Task details
What is needed here is an exact repetition of the records below, beginning at the line that has "fn positive_id(value: Option<&Value>)" and stopping after the line that has "let Value::Object(fields) = item".

*** Given records ***

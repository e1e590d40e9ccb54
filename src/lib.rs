pub mod app;
pub mod assets;
pub mod config;
pub mod constants;
pub mod error;
pub mod importer;
pub mod infra;
pub mod logging;
pub mod markup;
pub mod pipeline;
pub mod sources;
pub mod triggers;
pub mod types;
pub mod writer;
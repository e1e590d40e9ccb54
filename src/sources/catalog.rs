//! Full action catalog from the JSON listing API, and the compact index
//! rebuilt from it.

use crate::app::ports::HttpClientPort;
use crate::assets::{cache_path, public_path, IconFetcher};
use crate::config::Config;
use crate::constants::{CATALOG_PULL_JOB, CATALOG_RECOMPILE_JOB};
use crate::error::{PrepError, Result};
use crate::pipeline::Pipeline;
use crate::types::{IconRecord, RecordOutcome, RunSummary, SkipReason};
use crate::writer::write_json;
use indexmap::IndexMap;
use serde::Serialize;
use serde_json::{Map, Value};
use std::fs;
use std::sync::Arc;
use tracing::{debug, info, instrument};

/// One catalog item, kept as the API returned it apart from `icon`.
#[derive(Debug, Clone, PartialEq, Serialize)]
pub struct CatalogEntry {
    #[serde(skip)]
    pub id: u32,
    #[serde(skip)]
    pub icon_id: u32,
    #[serde(flatten)]
    pub fields: Map<String, Value>,
}

impl IconRecord for CatalogEntry {
    fn id(&self) -> u32 {
        self.id
    }

    fn icon_id(&self) -> u32 {
        self.icon_id
    }

    /// Catalog icons are cached under the action id.
    fn icon_name(&self) -> u32 {
        self.id
    }

    fn set_icon(&mut self, icon: Option<String>) {
        self.fields
            .insert("icon".to_string(), icon.map(Value::String).unwrap_or(Value::Null));
    }
}

/// Integer from a number or a numeric string.
fn integer(value: Option<&Value>) -> Option<i64> {
    match value? {
        Value::Number(n) => n.as_i64(),
        Value::String(s) => s.trim().parse().ok(),
        _ => None,
    }
}

/// Positive integer id; zero and anything else count as absent.
fn positive_id(value: Option<&Value>) -> Option<u32> {
    integer(value)
        .and_then(|id| u32::try_from(id).ok())
        .filter(|id| *id > 0)
}

/// Only actions tied to a class or job are kept.
fn is_job_action(fields: &Map<String, Value>) -> bool {
    let positive = |key: &str| integer(fields.get(key)).unwrap_or(0) > 0;
    positive("classjob") || positive("classjob_category")
}

pub fn select_entry(item: &Value) -> RecordOutcome<CatalogEntry> {
    let Value::Object(fields) = item else {
        return RecordOutcome::Skipped(SkipReason::NotAnObject);
    };
    let Some(id) = positive_id(fields.get("id")) else {
        return RecordOutcome::Skipped(SkipReason::MissingId);
    };
    if !is_job_action(fields) {
        return RecordOutcome::Skipped(SkipReason::NotJobAction);
    }
    let Some(icon_id) = positive_id(fields.get("icon")) else {
        return RecordOutcome::Skipped(SkipReason::MissingIcon);
    };

    RecordOutcome::Success(CatalogEntry {
        id,
        icon_id,
        fields: fields.clone(),
    })
}

/// Download the catalog listing and cache one icon per kept action.
#[instrument(skip_all)]
pub async fn pull(config: &Config, http: Arc<dyn HttpClientPort>) -> Result<RunSummary> {
    let url = &config.catalog.api_url;
    let response = http.get(url).await.map_err(|message| PrepError::Fetch {
        url: url.clone(),
        message,
    })?;
    if response.status != 200 {
        return Err(PrepError::Fetch {
            url: url.clone(),
            message: format!("status {}", response.status),
        });
    }
    debug!(
        "Catalog response: {} bytes of {}",
        response.bytes.len(),
        response.content_type
    );

    let items: Vec<Value> = serde_json::from_slice(&response.bytes)?;
    info!("Fetched {} catalog items", items.len());

    let fetcher = IconFetcher::new(http, config.icons.clone())
        .with_url_template(&config.catalog.icon_url_template);

    Pipeline::run_records(
        CATALOG_PULL_JOB,
        items.into_iter().map(Ok),
        select_entry,
        &fetcher,
        &config.catalog.output,
    )
    .await
}

/// Split the pulled catalog into one file per action plus a compact index.
/// Works offline: icons are only looked up in the cache.
#[instrument(skip_all)]
pub fn recompile(config: &Config) -> Result<RunSummary> {
    let settings = &config.recompile;
    let mut summary = RunSummary::start(CATALOG_RECOMPILE_JOB);

    let content = fs::read_to_string(&settings.input).map_err(|source| PrepError::Read {
        path: settings.input.clone(),
        source,
    })?;
    let catalog: Map<String, Value> = serde_json::from_str(&content)?;
    fs::create_dir_all(&settings.data_dir)?;

    let mut index: IndexMap<String, Value> = IndexMap::new();
    for (key, mut entry) in catalog {
        summary.rows_read += 1;
        let Ok(id) = key.parse::<u32>() else {
            debug!("Skipping catalog key {:?}: {}", key, SkipReason::MissingId);
            summary.skipped += 1;
            continue;
        };
        let Value::Object(fields) = &mut entry else {
            debug!("Skipping action {}: {}", id, SkipReason::NotAnObject);
            summary.skipped += 1;
            continue;
        };
        if !is_job_action(fields) {
            debug!("Skipping action {}: {}", id, SkipReason::NotJobAction);
            summary.skipped += 1;
            continue;
        }

        let icon = if cache_path(&config.icons, id).exists() {
            summary.icons_cached += 1;
            Value::String(public_path(&config.icons, id))
        } else {
            summary.icons_missing += 1;
            Value::Null
        };
        fields.insert("icon".to_string(), icon.clone());

        let mut compact = Map::new();
        compact.insert("icon".to_string(), icon);
        for field in &settings.keys {
            compact.insert(field.clone(), fields.get(field).cloned().unwrap_or(Value::Null));
        }

        write_json(&settings.data_dir.join(format!("{}.json", id)), &entry)?;
        index.insert(id.to_string(), Value::Object(compact));
        summary.written += 1;
    }

    write_json(&settings.output, &index)?;
    summary.finish(&settings.output);
    info!(
        "Recompiled {} actions into {} ({} skipped)",
        summary.written,
        settings.output.display(),
        summary.skipped
    );
    Ok(summary)
}

#[cfg(test)]
mod tests {
    use super::*;
    use crate::config::{IconConfig, RecompileConfig};
    use serde_json::json;

    #[test]
    fn test_select_entry_filters() {
        assert!(matches!(
            select_entry(&json!({"id": 0, "classjob": 1, "icon": 405})),
            RecordOutcome::Skipped(SkipReason::MissingId)
        ));
        assert!(matches!(
            select_entry(&json!({"id": 9, "classjob": 0, "classjob_category": 0, "icon": 405})),
            RecordOutcome::Skipped(SkipReason::NotJobAction)
        ));
        assert!(matches!(
            select_entry(&json!({"id": 9, "classjob_category": 3, "icon": ""})),
            RecordOutcome::Skipped(SkipReason::MissingIcon)
        ));
        assert!(matches!(
            select_entry(&json!([1, 2])),
            RecordOutcome::Skipped(SkipReason::NotAnObject)
        ));
    }

    #[test]
    fn test_entry_keeps_all_fields_and_replaces_icon() {
        let item = json!({"id": 9, "name_en": "Stone", "classjob": 6, "icon": "405"});
        let RecordOutcome::Success(mut entry) = select_entry(&item) else {
            panic!("expected an entry");
        };
        assert_eq!(entry.icon_id, 405);
        assert_eq!(entry.icon_name(), 9);

        entry.set_icon(Some("/icons/9.png".to_string()));
        let value = serde_json::to_value(&entry).unwrap();
        assert_eq!(
            value,
            json!({"id": 9, "name_en": "Stone", "classjob": 6, "icon": "/icons/9.png"})
        );
    }

    #[test]
    fn test_numeric_strings_count_as_job_ids() {
        assert!(matches!(
            select_entry(&json!({"id": "9", "classjob": "6", "icon": 405})),
            RecordOutcome::Success(CatalogEntry { id: 9, .. })
        ));
        assert!(matches!(
            select_entry(&json!({"id": 9, "classjob": "0", "classjob_category": "x", "icon": 405})),
            RecordOutcome::Skipped(SkipReason::NotJobAction)
        ));
    }

    fn recompile_config(root: &std::path::Path) -> Config {
        Config {
            icons: IconConfig {
                cache_dir: root.join("icons"),
                ..IconConfig::default()
            },
            recompile: RecompileConfig {
                input: root.join("actions_full.json"),
                output: root.join("out").join("actions.json"),
                data_dir: root.join("out").join("data"),
                ..RecompileConfig::default()
            },
            ..Config::default()
        }
    }

    #[test]
    fn test_recompile_counts_icons_of_kept_entries_only() {
        let dir = tempfile::tempdir().unwrap();
        let config = recompile_config(dir.path());
        fs::create_dir_all(&config.icons.cache_dir).unwrap();
        fs::write(config.icons.cache_dir.join("10.png"), b"png").unwrap();
        let catalog = json!({
            "10": {"name_en": "Cure", "classjob": 6},
            "11": {"name_en": "Aero", "classjob_category": 2},
            "12": {"name_en": "Sprint", "classjob": 0}
        });
        fs::write(&config.recompile.input, catalog.to_string()).unwrap();

        let summary = recompile(&config).unwrap();

        assert_eq!(summary.written, 2);
        assert_eq!(summary.skipped, 1);
        assert_eq!(summary.icons_cached, 1);
        assert_eq!(summary.icons_missing, 1);
        assert_eq!(summary.icon_failures, 0);
    }

    #[test]
    fn test_recompile_skips_keys_that_are_not_ids() {
        let dir = tempfile::tempdir().unwrap();
        let config = recompile_config(dir.path());
        let catalog = json!({
            "../evil": {"name_en": "Escape", "classjob": 6},
            "7/8": {"name_en": "Nested", "classjob": 6},
            "7": {"name_en": "Stone", "classjob": 6}
        });
        fs::write(&config.recompile.input, catalog.to_string()).unwrap();

        let summary = recompile(&config).unwrap();

        assert_eq!(summary.written, 1);
        assert_eq!(summary.skipped, 2);
        assert!(!dir.path().join("out").join("evil.json").exists());
        let files: Vec<_> = fs::read_dir(&config.recompile.data_dir)
            .unwrap()
            .map(|e| e.unwrap().file_name())
            .collect();
        assert_eq!(files, vec![std::ffi::OsString::from("7.json")]);
        let index: Value =
            serde_json::from_str(&fs::read_to_string(&config.recompile.output).unwrap()).unwrap();
        assert_eq!(index.as_object().unwrap().keys().collect::<Vec<_>>(), vec!["7"]);
    }
}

*** End of Given records ***

Exercise output
fn positive_id(value: Option<&Value>) -> Option<u32> {
    integer(value)
        .and_then(|id| u32::try_from(id).ok())
        .filter(|id| *id > 0)
}

/// Only actions tied to a class or job are kept.
fn is_job_action(fields: &Map<String, Value>) -> bool {
    let positive = |key: &str| integer(fields.get(key)).unwrap_or(0) > 0;
    positive("classjob") || positive("classjob_category")
}

pub fn select_entry(item: &Value) -> RecordOutcome<CatalogEntry> {
    let Value::Object(fields) = item else {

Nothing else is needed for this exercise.